▶ **Directions**
Copy exactly the lines of the records below, and only those lines, beginning with the line that contains "let result = self.run_loop(&mut" and ending with the line that contains "self.schedule_interests()?;".

▶ **Stored data entries**
BEGIN
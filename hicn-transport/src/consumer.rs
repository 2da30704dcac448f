//! Byte-stream consumer transport.
//!
//! Drives the request loop: keeps `in_flight < W` interests outstanding,
//! feeds arrivals through the indexer's verification pipeline into
//! reassembly, retransmits on PIT deadline expiry and reports periodic
//! statistics. `W` is fixed (CBR) or RTT-adaptive (RAAQM).

use crate::config::{ConsumerCallbacks, ConsumerConfig, ReadEvent, TransportAlgorithm};
use crate::error::TransportError;
use crate::indexer::{IncrementalIndexer, Indexer, IndexerEvent, ManifestIndexer};
use crate::name::{Name, INVALID_SUFFIX};
use crate::packet::Interest;
use crate::pit::PendingInterestTable;
use crate::portal::{PacketEvent, Portal};
use crate::raaqm::CongestionWindow;
use crate::reassembly::StreamReassembly;
use crate::stats::TransportStatistics;
use hicn_io::{PeriodicDeadline, Timestamp};
use std::sync::atomic::{AtomicBool, Ordering};
use std::sync::Arc;
use std::time::Duration;
use tracing::{debug, info, warn};

/// Slack added to the interest lifetime before a PIT entry expires.
const PIT_DEADLINE_SLACK: Duration = Duration::from_millis(10);

/// Floor for the reduced lifetime of retransmitted interests.
const MIN_RETX_LIFETIME_MS: u32 = 10;

/// Upper bound on one poll so stop requests stay responsive.
const MAX_POLL_INTERVAL: Duration = Duration::from_millis(50);

/// Consumer protocol lifecycle.
#[derive(Debug, Clone, Copy, PartialEq, Eq)]
pub enum ConsumerState {
    Idle,
    Running,
    Draining,
    Stopped,
}

/// Cancels a running consumer from another thread.
#[derive(Clone)]
pub struct StopHandle {
    flag: Arc<AtomicBool>,
}

impl Default for StopHandle {
    fn default() -> Self {
        Self::new()
    }
}

impl StopHandle {
    pub fn new() -> Self {
        StopHandle {
            flag: Arc::new(AtomicBool::new(false)),
        }
    }

    pub fn stop(&self) {
        self.flag.store(true, Ordering::Release);
    }

    pub fn is_stopped(&self) -> bool {
        self.flag.load(Ordering::Acquire)
    }
}

/// Byte-stream consumer socket.
pub struct StreamConsumer {
    config: ConsumerConfig,
    callbacks: ConsumerCallbacks,
    portal: Portal,
    pit: PendingInterestTable,
    indexer: Box<dyn Indexer + Send>,
    reassembly: StreamReassembly,
    window: CongestionWindow,
    stats: TransportStatistics,
    state: ConsumerState,
    stop: StopHandle,
    name: Option<Name>,
    received_anything: bool,
    first_interest_timeouts: u32,
}

impl StreamConsumer {
    pub fn new(
        config: ConsumerConfig,
        callbacks: ConsumerCallbacks,
        portal: Portal,
    ) -> Result<Self, TransportError> {
        config.validate()?;

        let indexer: Box<dyn Indexer + Send> = if config.manifest {
            Box::new(ManifestIndexer::new(
                config.verifier.clone(),
                config.verification_policy,
            ))
        } else {
            Box::new(IncrementalIndexer::new(
                config.verifier.clone(),
                config.verification_policy,
            ))
        };

        let window = match config.algorithm {
            TransportAlgorithm::Cbr => CongestionWindow::cbr(config.window_size),
            TransportAlgorithm::Raaqm => CongestionWindow::raaqm(
                config.window_size,
                config.max_window_size,
                config.beta,
                config.drop_factor,
            ),
            TransportAlgorithm::Rtc => {
                return Err(TransportError::InvalidConfiguration(
                    "RTC flows use the RTC consumer".into(),
                ))
            }
        };

        let stats = TransportStatistics::new(config.stats_alpha);

        Ok(StreamConsumer {
            config,
            callbacks,
            portal,
            pit: PendingInterestTable::new(),
            indexer,
            reassembly: StreamReassembly::new(),
            window,
            stats,
            state: ConsumerState::Idle,
            stop: StopHandle::new(),
            name: None,
            received_anything: false,
            first_interest_timeouts: 0,
        })
    }

    /// Handle to cancel a running download from another thread.
    pub fn stop_handle(&self) -> StopHandle {
        self.stop.clone()
    }

    pub fn state(&self) -> ConsumerState {
        self.state
    }

    pub fn stats(&self) -> &TransportStatistics {
        &self.stats
    }

    /// Download the content under `name`, driving the event loop to
    /// completion. Returns the total reassembled size.
    pub fn consume(&mut self, name: Name) -> Result<u64, TransportError> {
        info!(%name, "starting download");
        self.portal.register_prefix(*name.prefix());
        self.indexer.reset(name.suffix());
        self.reassembly.reset();
        self.pit.clear();
        self.name = Some(name);
        self.received_anything = false;
        self.first_interest_timeouts = 0;
        self.state = ConsumerState::Running;

        let mut stats_deadline =
            PeriodicDeadline::new(Duration::from_millis(self.config.stats_interval_ms));

        let result = self.run_loop(&mut stats_deadline);

        match &result {
            Ok(total) => info!(total, "download complete"),
            Err(e) => warn!(error = %e, "download failed"),
        }
        result
    }

    fn run_loop(
        &mut self,
        stats_deadline: &mut PeriodicDeadline,
    ) -> Result<u64, TransportError> {
        loop {
            if self.stop.is_stopped() && self.state == ConsumerState::Running {
                self.drain();
                return Ok(self.reassembly.total_bytes());
            }

            self.schedule_interests()?;

            // Nothing in flight and nothing left to request: the content
            // cannot complete (losses exhausted their budget).
            if self.pit.is_empty() && self.state == ConsumerState::Running {
                if self.reassembly.is_complete() {
                    return Ok(self.reassembly.total_bytes());
                }
                if self.received_anything || self.indexer.is_final_discovered() {
                    self.callbacks
                        .emit_read(ReadEvent::Error(TransportError::ReceiveFailed(
                            "download stalled".into(),
                        )));
                    self.state = ConsumerState::Stopped;
                    return Err(TransportError::ReceiveFailed("download stalled".into()));
                }
            }

            let timeout = self.poll_timeout(stats_deadline);
            match self.portal.poll(timeout) {
                Ok(Some(PacketEvent::Content(content))) => {
                    if let Some(total) = self.on_content(content)? {
                        return Ok(total);
                    }
                }
                // Consumers ignore inbound interests.
                Ok(Some(PacketEvent::Interest(_))) | Ok(None) => {}
                Err(e) => {
                    if matches!(e, TransportError::Disconnected) {
                        self.callbacks
                            .emit_read(ReadEvent::Error(TransportError::Disconnected));
                        self.state = ConsumerState::Draining;
                        self.drain();
                    }
                    return Err(e);
                }
            }

            self.handle_timeouts()?;

            if stats_deadline.fire_due() {
                self.stats
                    .update_average_window_size(self.window.window() as f64);
                self.stats
                    .update_average_pending_interests(self.pit.len() as f64);
                if let Some(cb) = &mut self.callbacks.stats_summary {
                    cb(&self.stats);
                }
            }
        }
    }

    fn poll_timeout(&self, stats_deadline: &PeriodicDeadline) -> Duration {
        let now = Timestamp::now();
        let mut timeout = MAX_POLL_INTERVAL;
        if let Some(deadline) = self.pit.next_deadline() {
            timeout = timeout.min(deadline.duration_since(now));
        }
        timeout
            .min(stats_deadline.remaining())
            .max(Duration::from_millis(1))
    }

    fn schedule_interests(&mut self) -> Result<(), TransportError> {
        if self.state != ConsumerState::Running {
            return Ok(());
        }
        let name = match self.name {
            Some(name) => name,
            None => return Ok(()),
        };

        while (self.pit.len() as u32) < self.window.window() {
            let suffix = self.indexer.next_suffix();
            if suffix == INVALID_SUFFIX {
                break;
            }
            self.send_interest(name.with_suffix(suffix))?;
        }
        Ok(())
    }

    fn send_interest(&mut self, name: Name) -> Result<(), TransportError> {
        let interest = Interest::new(name, self.config.interest_lifetime_ms);
        if let Some(cb) = &mut self.callbacks.interest_output {
            cb(&interest);
        }

        let now = Timestamp::now();
        let deadline = now
            + Duration::from_millis(self.config.interest_lifetime_ms as u64)
            + PIT_DEADLINE_SLACK;

        self.portal.send_interest(&interest)?;
        if self.pit.insert(name.suffix(), now, deadline).is_err() {
            // Already in flight; the indexer never hands a suffix out
            // twice, so this only happens on recovery re-requests.
            debug!(suffix = name.suffix(), "suffix already pending");
            return Ok(());
        }
        self.stats.update_interest_tx(1);
        Ok(())
    }

    /// Returns `Some(total)` when the download completed.
    fn on_content(
        &mut self,
        content: crate::packet::ContentObject,
    ) -> Result<Option<u64>, TransportError> {
        if let Some(cb) = &mut self.callbacks.content_object_input {
            cb(&content);
        }

        let suffix = content.suffix();
        let entry = match self.pit.remove(suffix) {
            Some(entry) => entry,
            // Unsolicited or duplicate: never delivered twice.
            None => return Ok(None),
        };

        self.received_anything = true;
        let now = Timestamp::now();
        if !entry.is_retransmitted() {
            let rtt_ms = now.duration_since(entry.sent_at).as_secs_f64() * 1000.0;
            self.stats.update_average_rtt(rtt_ms);
            self.window.on_data(rtt_ms);
        }
        self.stats
            .update_bytes_received(content.payload().len() as u64);

        match self.indexer.on_content_object(&content) {
            Ok(IndexerEvent::Data(segments)) => {
                if self.config.receive_buffer_size == 0 {
                    // Reassembly disabled: deliver in arrival order.
                    let mut done = false;
                    for segment in segments {
                        done |= segment.is_final;
                        self.callbacks.emit_read(ReadEvent::Data(segment.payload));
                    }
                    if done {
                        let total = self.stats.bytes_received();
                        self.callbacks
                            .emit_read(ReadEvent::Success { total_bytes: total });
                        self.state = ConsumerState::Stopped;
                        return Ok(Some(total));
                    }
                    return Ok(None);
                }

                for segment in segments {
                    self.reassembly.insert(segment);
                }
                let ready = self.reassembly.drain(self.indexer.as_mut());
                for payload in ready {
                    self.callbacks.emit_read(ReadEvent::Data(payload));
                }
                if self.reassembly.is_complete() {
                    let total = self.reassembly.total_bytes();
                    self.callbacks
                        .emit_read(ReadEvent::Success { total_bytes: total });
                    self.state = ConsumerState::Stopped;
                    return Ok(Some(total));
                }
                Ok(None)
            }
            Ok(IndexerEvent::Dropped { suffix, surfaced }) => {
                if surfaced {
                    self.callbacks.emit_read(ReadEvent::Error(
                        TransportError::VerificationFailed { suffix },
                    ));
                }
                // The segment is gone; request it again.
                if let Some(name) = self.name {
                    self.stats.update_retx_count(1);
                    self.send_interest(name.with_suffix(suffix))?;
                }
                Ok(None)
            }
            // Probe-range objects never reach the byte-stream data path.
            Ok(IndexerEvent::Probe { .. }) => Ok(None),
            Err(e) => {
                if let TransportError::VerificationFailed { suffix } = e {
                    self.callbacks.emit_read(ReadEvent::Error(
                        TransportError::VerificationFailed { suffix },
                    ));
                }
                self.state = ConsumerState::Stopped;
                Err(e)
            }
        }
    }

    fn handle_timeouts(&mut self) -> Result<(), TransportError> {
        let now = Timestamp::now();
        let expired = self.pit.expired(now);
        if expired.is_empty() {
            return Ok(());
        }

        let name = match self.name {
            Some(name) => name,
            None => return Ok(()),
        };

        for suffix in expired {
            // Producer-unreachable detection: the very first interest of a
            // content keeps timing out with nothing ever received.
            if !self.received_anything {
                self.first_interest_timeouts += 1;
                if self.first_interest_timeouts > self.config.first_interest_retries {
                    warn!("producer unreachable");
                    self.callbacks
                        .emit_read(ReadEvent::Error(TransportError::ProducerUnreachable));
                    self.state = ConsumerState::Stopped;
                    return Err(TransportError::ProducerUnreachable);
                }
            }

            let retx_count = match self.pit.get(suffix) {
                Some(entry) => entry.retx_count,
                None => continue,
            };

            if retx_count < self.config.max_retransmissions {
                let reduced = (self.config.interest_lifetime_ms >> (retx_count + 1))
                    .max(MIN_RETX_LIFETIME_MS);
                let interest = Interest::new(name.with_suffix(suffix), reduced);
                if let Some(cb) = &mut self.callbacks.interest_output {
                    cb(&interest);
                }
                self.portal.send_interest(&interest)?;

                let sent_at = Timestamp::now();
                let deadline =
                    sent_at + Duration::from_millis(reduced as u64) + PIT_DEADLINE_SLACK;
                let _ = self.pit.mark_retransmitted(suffix, sent_at, deadline);
                self.stats.update_retx_count(1);
                self.stats.update_interest_tx(1);
                self.window.on_timeout();
                debug!(suffix, retx = retx_count + 1, "interest retransmitted");
            } else {
                self.pit.remove(suffix);
                self.stats.update_lost_data(1);
                self.window.on_timeout();
                warn!(suffix, "retransmission budget exhausted, loss reported");
            }
        }
        Ok(())
    }

    fn drain(&mut self) {
        debug!("draining consumer");
        self.state = ConsumerState::Draining;
        self.pit.clear();
        self.portal.stop();
        self.state = ConsumerState::Stopped;
    }
}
END
▶ **Task output**
        let result = self.run_loop(&mut stats_deadline);

        match &result {
            Ok(total) => info!(total, "download complete"),
            Err(e) => warn!(error = %e, "download failed"),
        }
        result
    }

    fn run_loop(
        &mut self,
        stats_deadline: &mut PeriodicDeadline,
    ) -> Result<u64, TransportError> {
        loop {
            if self.stop.is_stopped() && self.state == ConsumerState::Running {
                self.drain();
                return Ok(self.reassembly.total_bytes());
            }

            self.schedule_interests()?;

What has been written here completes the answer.